**Your instructions**
In the data below, locate each line with the word "trailing" and list it.

[Collected data entries]
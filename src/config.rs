//! Facilities for reading runtime configuration values
use figment::{
    Figment,
    providers::{Env, Format, Toml},
};
use serde::Deserialize;
#[allow(unused_imports)]
use tracing::{debug, error, info, instrument, warn};

#[derive(Deserialize, Debug)]
#[serde(default)]
/// Reader configuration
pub struct Config {
    /// Where extracted parts are written
    pub output_path: String,
    /// Maximum number of parts to extract (extraction halts if reached)
    pub max_children: u32,
    /// Single part output limit (the part is skipped if size is exceeded)
    pub max_child_output_size: u64,
    /// Whether embedded messages are saved as standalone documents
    pub extract_embedded: bool,
}

impl Default for Config {
    fn default() -> Self {
        Self {
            output_path: ".".to_string(),
            max_children: 100,
            max_child_output_size: 64 * 1024 * 1024,
            extract_embedded: true,
        }
    }
}

impl Config {
    /// Loads the configuration from a `toml` file and environment
    pub fn new() -> Result<Self, Box<dyn std::error::Error>> {
        let config: Self = Figment::new()
            .merge(Toml::file("msgreader.toml"))
            .merge(Env::prefixed("MSGREADER__").split("__"))
            .extract()
            .map_err(|err| {
                error!("Failed to validate configuration: {}", err);
                err
            })?;
        if config.max_child_output_size > i64::MAX as u64 {
            error!(
                "Value of max_child_output_size too large (must be strictly < {})",
                i64::MAX
            );
            return Err("Value of max_child_output_size too large".into());
        }
        if config.output_path.is_empty() {
            error!("Empty output_path");
            return Err("Empty output_path".into());
        }
        Ok(config)
    }
}
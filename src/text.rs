//! String decoding helpers
use encoding_rs::Encoding;
#[allow(unused_imports)]
use tracing::{debug, error, info, instrument, warn};

/// Windows code page to encoding map (sorted by code page)
static CPMAP: &[(u16, &str)] = &[
    (866, "ibm866"),
    (874, "windows-874"),
    (932, "shift_jis"),
    (936, "gbk"),
    (949, "euc-kr"),
    (950, "big5"),
    (1200, "utf-16le"),
    (1201, "utf-16be"),
    (1250, "windows-1250"),
    (1251, "windows-1251"),
    (1252, "windows-1252"),
    (1253, "windows-1253"),
    (1254, "windows-1254"),
    (1255, "windows-1255"),
    (1256, "windows-1256"),
    (1257, "windows-1257"),
    (1258, "windows-1258"),
    (10000, "macintosh"),
    (10007, "x-mac-cyrillic"),
    (20127, "windows-1252"),
    (20866, "koi8-r"),
    (20932, "euc-jp"),
    (21866, "koi8-u"),
    (28591, "windows-1252"),
    (28592, "iso-8859-2"),
    (28593, "iso-8859-3"),
    (28594, "iso-8859-4"),
    (28595, "iso-8859-5"),
    (28596, "iso-8859-6"),
    (28597, "iso-8859-7"),
    (28598, "iso-8859-8"),
    (28603, "iso-8859-13"),
    (28605, "iso-8859-15"),
    (50220, "iso-2022-jp"),
    (51932, "euc-jp"),
    (51949, "euc-kr"),
    (54936, "gb18030"),
    (65001, "utf-8"),
];

/// Returns the encoding for a Windows code page
///
/// Unknown code pages fall back to Windows-1252
pub fn encoding_for_codepage(cp: u16) -> &'static Encoding {
    CPMAP
        .binary_search_by_key(&cp, |&(k, _)| k)
        .ok()
        .and_then(|i| Encoding::for_label(CPMAP[i].1.as_bytes()))
        .unwrap_or_else(|| {
            debug!("Unknown code page {cp}, using windows-1252");
            encoding_rs::WINDOWS_1252
        })
}

/// Decodes a narrow string and strips the trailing NULs
pub fn decode_codepage(data: &[u8], cp: u16) -> String {
    let (s, _, had_errors) = encoding_for_codepage(cp).decode(data);
    if had_errors {
        debug!("Invalid sequences in code page {cp} string");
    }
    strip_nuls(s.into_owned())
}

/// Decodes a UTF-16LE string and strips the trailing NULs
///
/// A stray odd byte at the end is dropped
pub fn decode_utf16(data: &[u8]) -> String {
    let data = &data[..data.len() & !1];
    let (s, had_errors) = encoding_rs::UTF_16LE.decode_without_bom_handling(data);
    if had_errors {
        debug!("Invalid sequences in UTF-16 string");
    }
    strip_nuls(s.into_owned())
}

fn strip_nuls(mut s: String) -> String {
    let len = s.trim_end_matches('\0').len();
    s.truncate(len);
    s
}

#[cfg(test)]
mod tests {
    use super::*;

    #[test]
    fn cpmap_sorted() {
        let keys: Vec<u16> = CPMAP.iter().map(|(k, _)| *k).collect();
        let mut sorted = keys.clone();
        sorted.sort();
        sorted.dedup();
        assert_eq!(keys, sorted, "CPMAP is not sorted or has duplicates");
        for (_, label) in CPMAP.iter() {
            assert!(Encoding::for_label(label.as_bytes()).is_some(), "{label}");
        }
    }

    #[test]
    fn utf16() {
        assert_eq!(decode_utf16(b"h\0i\0\0\0"), "hi");
        assert_eq!(decode_utf16(b""), "");
        // lone trailing byte
        assert_eq!(decode_utf16(b"a\0b"), "a");
        assert_eq!(decode_utf16(b"a\0\0\0b"), "a");
        assert_eq!(decode_utf16(b"\xd8"), "");
    }

    #[test]
    fn codepages() {
        assert_eq!(decode_codepage(b"caf\xe9\0", 1252), "café");
        assert_eq!(decode_codepage(b"\xcf\xf0\xe8", 1251), "При");
        assert_eq!(decode_codepage(b"x\xc3\xa9", 65001), "xé");
        assert_eq!(decode_codepage(b"caf\xe9", 4242), "café");
    }
}
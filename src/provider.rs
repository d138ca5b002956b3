//! Hierarchical container access
//!
//! The message engine never touches the compound file layout directly: every
//! stream and storage is reached through a [`ContainerProvider`], which hands
//! out opaque [`HandleId`]s
use std::fmt;
use std::io;

/// An opaque handle issued by a [`ContainerProvider`]
///
/// A handle designates either a container (storage) or a stream
#[derive(Debug, Clone, Copy, PartialEq, Eq, Hash, PartialOrd, Ord)]
pub struct HandleId(pub u64);

impl fmt::Display for HandleId {
    fn fmt(&self, f: &mut fmt::Formatter<'_>) -> fmt::Result {
        write!(f, "#{}", self.0)
    }
}

/// The kind of a container child
#[derive(Debug, Clone, Copy, PartialEq, Eq)]
pub enum ElementKind {
    /// A data stream
    Stream,
    /// A nested container (storage)
    SubContainer,
    /// Anything else (e.g. a property set the provider does not classify)
    Other,
}

/// A direct child of a container, as reported by the provider
#[derive(Debug, Clone, PartialEq, Eq)]
pub struct ElementInfo {
    /// The element name
    pub name: String,
    /// The element kind
    pub kind: ElementKind,
    /// The element size in bytes (0 for containers)
    pub size: u64,
}

/// A transactional hierarchical store, in the style of OLE structured storage
///
/// All handles returned by the provider must eventually be given back via
/// [`release`](Self::release); the [`Session`](crate::Session) makes sure this
/// happens exactly once per handle
pub trait ContainerProvider {
    /// Opens a byte blob as a read-only container
    fn open(&mut self, data: &[u8]) -> io::Result<HandleId>;
    /// Lists the direct children of a container
    fn enumerate_children(&mut self, container: HandleId) -> io::Result<Vec<ElementInfo>>;
    /// Opens the named child stream
    fn open_stream(&mut self, container: HandleId, name: &str) -> io::Result<HandleId>;
    /// Reads the whole content of a stream
    fn read_all(&mut self, stream: HandleId) -> io::Result<Vec<u8>>;
    /// Opens the named child container
    fn open_sub_container(&mut self, container: HandleId, name: &str) -> io::Result<HandleId>;
    /// Creates a new, empty, writable container
    fn create_container(&mut self) -> io::Result<HandleId>;
    /// Creates a named child container
    fn create_sub_container(&mut self, container: HandleId, name: &str) -> io::Result<HandleId>;
    /// Copies every descendant of `src` into `dst`
    fn copy_subtree(&mut self, src: HandleId, dst: HandleId) -> io::Result<()>;
    /// Makes pending writes durable
    fn commit(&mut self, container: HandleId) -> io::Result<()>;
    /// Creates (or truncates) a named child stream
    fn create_stream(&mut self, container: HandleId, name: &str) -> io::Result<HandleId>;
    /// Replaces the content of a stream
    fn write_all(&mut self, stream: HandleId, data: &[u8]) -> io::Result<()>;
    /// Removes a named child (and all its descendants)
    fn delete_element(&mut self, container: HandleId, name: &str) -> io::Result<()>;
    /// Produces an independent top-level copy of a container
    fn clone_subtree(&mut self, container: HandleId) -> io::Result<HandleId>;
    /// Returns the serialized bytes of a top-level container
    fn backing_bytes(&mut self, container: HandleId) -> io::Result<Vec<u8>>;
    /// Gives a handle back to the provider
    fn release(&mut self, handle: HandleId) -> io::Result<()>;
}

**Response**
/// Decodes a narrow string and strips the trailing NULs
/// Decodes a UTF-16LE string and strips the trailing NULs
        // lone trailing byte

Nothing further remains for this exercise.